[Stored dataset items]

*** Block opens ***

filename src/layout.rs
/// Card layouts and the stacking cursor.
pub mod engine;
/// Drawables and the plan they form.
pub mod plan;
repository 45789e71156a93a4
pub mod page;
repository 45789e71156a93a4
use std::{
    fs::File,
    io::BufWriter,
    path::{Path, PathBuf},
    sync::Arc,
};

use anyhow::Context as _;
use clap::{Parser, Subcommand};
use tracing_subscriber::EnvFilter;

#[derive(Parser, Debug)]
#[command(name = "ogcard", version)]
struct Cli {
    /// Increase log verbosity (-v info, -vv debug). `RUST_LOG` takes precedence.
    #[arg(short, long, action = clap::ArgAction::Count, global = true)]
    verbose: u8,

    #[command(subcommand)]
    cmd: Command,
}

#[derive(Subcommand, Debug)]
enum Command {
    /// Serve cards over HTTP.
    Serve(ServeArgs),
    /// Render one card from a saved HTML page (no network, no cache).
    Render(RenderArgs),
}

#[derive(Parser, Debug)]
struct ServeArgs {
    /// Configuration JSON.
    #[arg(long)]
    config: Option<PathBuf>,

    /// Address to listen on.
    #[arg(long, default_value = "127.0.0.1:3000")]
    bind: String,

    /// Regenerate every card instead of serving cached files.
    #[arg(long)]
    dev: bool,

    /// Override the configured cache directory.
    #[arg(long)]
    cache_dir: Option<PathBuf>,

    /// Override the configured renderer name.
    #[arg(long)]
    renderer: Option<String>,
}

#[derive(Parser, Debug)]
struct RenderArgs {
    /// Saved HTML page.
    #[arg(long)]
    html: PathBuf,

    /// Output JPEG path.
    #[arg(long)]
    out: PathBuf,

    /// Configuration JSON.
    #[arg(long)]
    config: Option<PathBuf>,

    /// Override the configured renderer name.
    #[arg(long)]
    renderer: Option<String>,

    /// Also write the layout plan as JSON.
    #[arg(long)]
    plan_json: Option<PathBuf>,
}

fn main() -> anyhow::Result<()> {
    let cli = Cli::parse();
    init_tracing(cli.verbose);
    match cli.cmd {
        Command::Serve(args) => cmd_serve(args),
        Command::Render(args) => cmd_render(args),
    }
}

fn init_tracing(verbose: u8) {
    let filter = EnvFilter::try_from_default_env().unwrap_or_else(|_| match verbose {
        0 => EnvFilter::new("ogcard=warn"),
        1 => EnvFilter::new("ogcard=info,tower_http=info"),
        _ => EnvFilter::new("ogcard=debug,tower_http=debug"),
    });
    tracing_subscriber::fmt()
        .with_env_filter(filter)
        .with_target(false)
        .init();
}

fn load_config(path: Option<&Path>) -> anyhow::Result<ogcard::CardConfig> {
    match path {
        Some(p) => Ok(ogcard::CardConfig::from_path(p)?),
        None => Ok(ogcard::CardConfig::default()),
    }
}

fn cmd_serve(args: ServeArgs) -> anyhow::Result<()> {
    let mut config = load_config(args.config.as_deref())?;
    if args.dev {
        config.force_regenerate = true;
    }
    if let Some(dir) = args.cache_dir {
        config.cache_dir = dir;
    }
    if let Some(name) = args.renderer {
        config.renderer = name;
    }
    config.validate()?;

    let rt = tokio::runtime::Builder::new_multi_thread()
        .enable_all()
        .build()
        .context("build tokio runtime")?;
    rt.block_on(async move {
        let service = Arc::new(ogcard::CardService::from_config(config)?);
        let listener = tokio::net::TcpListener::bind(&args.bind)
            .await
            .with_context(|| format!("bind {}", args.bind))?;
        ogcard::server::http::serve(service, listener).await?;
        Ok::<_, anyhow::Error>(())
    })
}

fn cmd_render(args: RenderArgs) -> anyhow::Result<()> {
    let mut config = load_config(args.config.as_deref())?;
    if let Some(name) = args.renderer {
        config.renderer = name;
    }
    config.validate()?;

    let html = std::fs::read_to_string(&args.html)
        .with_context(|| format!("read html '{}'", args.html.display()))?;
    let canvas = config.canvas()?;
    let fonts = ogcard::FontBook::load(&config.fonts);
    let renderer = ogcard::RendererRegistry::with_builtins().get(&config.renderer)?;

    let page = ogcard::PreparedPage::from_html(&html, &config);
    let bytes = renderer.render(&page.meta, &page.context(&config, canvas, &fonts))?;
    std::fs::write(&args.out, &bytes)
        .with_context(|| format!("write card '{}'", args.out.display()))?;

    if let Some(plan_path) = args.plan_json {
        let plan = page
            .plan(renderer.as_ref(), &config, canvas, &fonts)
            .with_context(|| format!("renderer '{}' has no layout plan", config.renderer))?;
        let f = File::create(&plan_path)
            .with_context(|| format!("create '{}'", plan_path.display()))?;
        serde_json::to_writer_pretty(BufWriter::new(f), &plan).context("write plan JSON")?;
    }

    eprintln!(
        "wrote {} ({} bytes, {}x{})",
        args.out.display(),
        bytes.len(),
        canvas.width,
        canvas.height
    );
    Ok(())
}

*** Block closes ***

### Problem to work on
From the opening line of the data above through the line that contains "#[arg(short, long, action", please print each line as it stands and only those lines.

### Solution
filename src/layout.rs
/// Card layouts and the stacking cursor.
pub mod engine;
/// Drawables and the plan they form.
pub mod plan;
repository 45789e71156a93a4
pub mod page;
repository 45789e71156a93a4
use std::{
    fs::File,
    io::BufWriter,
    path::{Path, PathBuf},
    sync::Arc,
};

use anyhow::Context as _;
use clap::{Parser, Subcommand};
use tracing_subscriber::EnvFilter;

#[derive(Parser, Debug)]
#[command(name = "ogcard", version)]
struct Cli {
    /// Increase log verbosity (-v info, -vv debug). `RUST_LOG` takes precedence.
    #[arg(short, long, action = clap::ArgAction::Count, global = true)]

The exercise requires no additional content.